What does it mean when couples counseling is successful?
Most people think that couples counseling is only successful when it has a positive outcome – that is, when the couple stays together. But it is not the therapist’s job to save the relationship. Rather, it is the therapist’s goal to help the partners see how they have contributed to the problems in the relationship and find new, healthier ways of interacting.
Sometimes, though, couples counseling helps a couple realize that they would be happier apart. This can also be considered a successful outcome, because it gives the partners the information they need to move forward with their lives in a healthy way. Counseling can also help a couple who has reached this point make an amiable split, which is especially important if they have children.

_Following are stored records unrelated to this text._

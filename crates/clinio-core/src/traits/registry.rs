// SPDX-FileCopyrightText: 2026 Clinio Contributors
// SPDX-License-Identifier: MIT OR Apache-2.0

//! Clinic registry trait: the external patient/appointment system.

use async_trait::async_trait;

use crate::error::ClinioError;
use crate::types::{AppointmentRecord, PatientRecord, ReschedulePayload};

/// Typed read/write operations against the clinic's follow-up backend.
///
/// Implementations degrade remote and transport failures to `Ok(None)`
/// rather than erroring, so a flaky backend never aborts a dialogue turn.
#[async_trait]
pub trait RegistryClient: Send + Sync {
    /// Look up a patient by phone number.
    async fn find_patient_by_phone(
        &self,
        phone: &str,
    ) -> Result<Option<PatientRecord>, ClinioError>;

    /// Look up a patient by identity card number.
    async fn find_patient_by_carnet(
        &self,
        carnet: &str,
    ) -> Result<Option<PatientRecord>, ClinioError>;

    /// The patient's next scheduled appointment, if any.
    async fn get_next_appointment(
        &self,
        patient_id: &str,
    ) -> Result<Option<AppointmentRecord>, ClinioError>;

    /// Issue the reschedule write. Returns the updated record, or `None`
    /// when the backend rejected or could not be reached.
    async fn update_appointment(
        &self,
        payload: &ReschedulePayload,
    ) -> Result<Option<AppointmentRecord>, ClinioError>;

    /// Whether the backend currently responds.
    async fn health_check(&self) -> bool;
}
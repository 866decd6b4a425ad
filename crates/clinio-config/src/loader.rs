// SPDX-FileCopyrightText: 2026 Clinio Contributors
// SPDX-License-Identifier: MIT OR Apache-2.0

//! Configuration loader using Figment for layered config merging.
//!
//! Supports XDG hierarchy: `./clinio.toml` > `~/.config/clinio/clinio.toml` >
//! `/etc/clinio/clinio.toml` with environment variable overrides via the
//! `CLINIO_` prefix.

#![allow(clippy::result_large_err)] // figment::Error is external and cannot be boxed without wrapper

use std::path::Path;

use figment::{
    providers::{Env, Format, Serialized, Toml},
    Figment,
};

use crate::model::ClinioConfig;

/// Load configuration from the standard XDG hierarchy with env var overrides.
///
/// Merge order (later overrides earlier):
/// 1. Compiled defaults
/// 2. `/etc/clinio/clinio.toml` (system-wide)
/// 3. `~/.config/clinio/clinio.toml` (user XDG config)
/// 4. `./clinio.toml` (local directory)
/// 5. `CLINIO_*` environment variables
pub fn load_config() -> Result<ClinioConfig, figment::Error> {
    Figment::new()
        .merge(Serialized::defaults(ClinioConfig::default()))
        .merge(Toml::file("/etc/clinio/clinio.toml"))
        .merge(Toml::file(
            dirs::config_dir()
                .map(|d| d.join("clinio/clinio.toml"))
                .unwrap_or_default(),
        ))
        .merge(Toml::file("clinio.toml"))
        .merge(env_provider())
        .extract()
}

/// Load configuration from a TOML string only (no XDG lookup).
///
/// Used for testing and explicit config specification.
pub fn load_config_from_str(toml_content: &str) -> Result<ClinioConfig, figment::Error> {
    Figment::new()
        .merge(Serialized::defaults(ClinioConfig::default()))
        .merge(Toml::string(toml_content))
        .extract()
}

/// Load configuration from a specific file path with env var overrides.
pub fn load_config_from_path(path: &Path) -> Result<ClinioConfig, figment::Error> {
    Figment::new()
        .merge(Serialized::defaults(ClinioConfig::default()))
        .merge(Toml::file(path))
        .merge(env_provider())
        .extract()
}

/// Create the environment variable provider using explicit `map()` for
/// section-to-dot mapping.
///
/// Uses `Env::map()` NOT `Env::split("_")` to avoid ambiguity with
/// underscore-containing key names: `CLINIO_CLINIC_CLOSED_WEEKDAY` must map
/// to `clinic.closed_weekday`, not `clinic.closed.weekday`.
fn env_provider() -> Env {
    Env::prefixed("CLINIO_").map(|key| {
        // `key` is the lowercased env var name with prefix stripped.
        // Example: CLINIO_CLINIC_OPEN_HOUR -> "clinic_open_hour"
        let key_str = key.as_str();
        let mapped = key_str
            .replacen("agent_", "agent.", 1)
            .replacen("clinic_", "clinic.", 1)
            .replacen("store_", "store.", 1)
            .replacen("registry_", "registry.", 1)
            .replacen("generation_", "generation.", 1)
            .replacen("gateway_", "gateway.", 1);
        mapped.into()
    })
}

How does couples counseling work?
Emotionally-Focused Therapy (EFT for short) is a commonly-used therapeutic approach that helps the partners in a couple break negative patterns in their emotional responses to each other, with the goal of establishing a better attachment between them. This is a contrast to some forms of couples therapy that focuses on changing behavior, rather than emotional responses. If emotional responses are more positive, it follows naturally that behavioral patterns improve too.
Typically, a therapist will begin by asking for information about the couple’s history together, and the nature of the problems they’re experiencing. The couple’s cultural background and values will also be discussed.
The therapist will then help the couple create goals for the therapy, and explain the therapeutic process. Sometimes a therapist will assign “homework” for the couple to work on together outside of therapy sessions. It’s important to realize that counseling is hard work and won’t always be comfortable. Partners must be committed to each other and to the process for counseling to be effective.
What factors might prevent couples counseling from being effective?
Often, partners in a relationship come to their first counseling session with a list of complaints about each other, with the expectation that the therapist will validate their complaints and tell their partners to change. These complaints are often reasonable, and worthy of discussion as part of the overall counseling process. But for counseling to work, both partners must be willing to accept their part in the relational problems, and be open to working together and to compromise. In short, partners must be willing to become more self-aware, and also to be emotionally vulnerable.
Individual counseling for one or both partners can often be helpful, especially if substance abuse and/or mental illness play a role in the couple’s issues. But if there is sustained physical or emotional abuse in a couple’s relationship, it is less likely that the couple will be able to stay together in a healthy way.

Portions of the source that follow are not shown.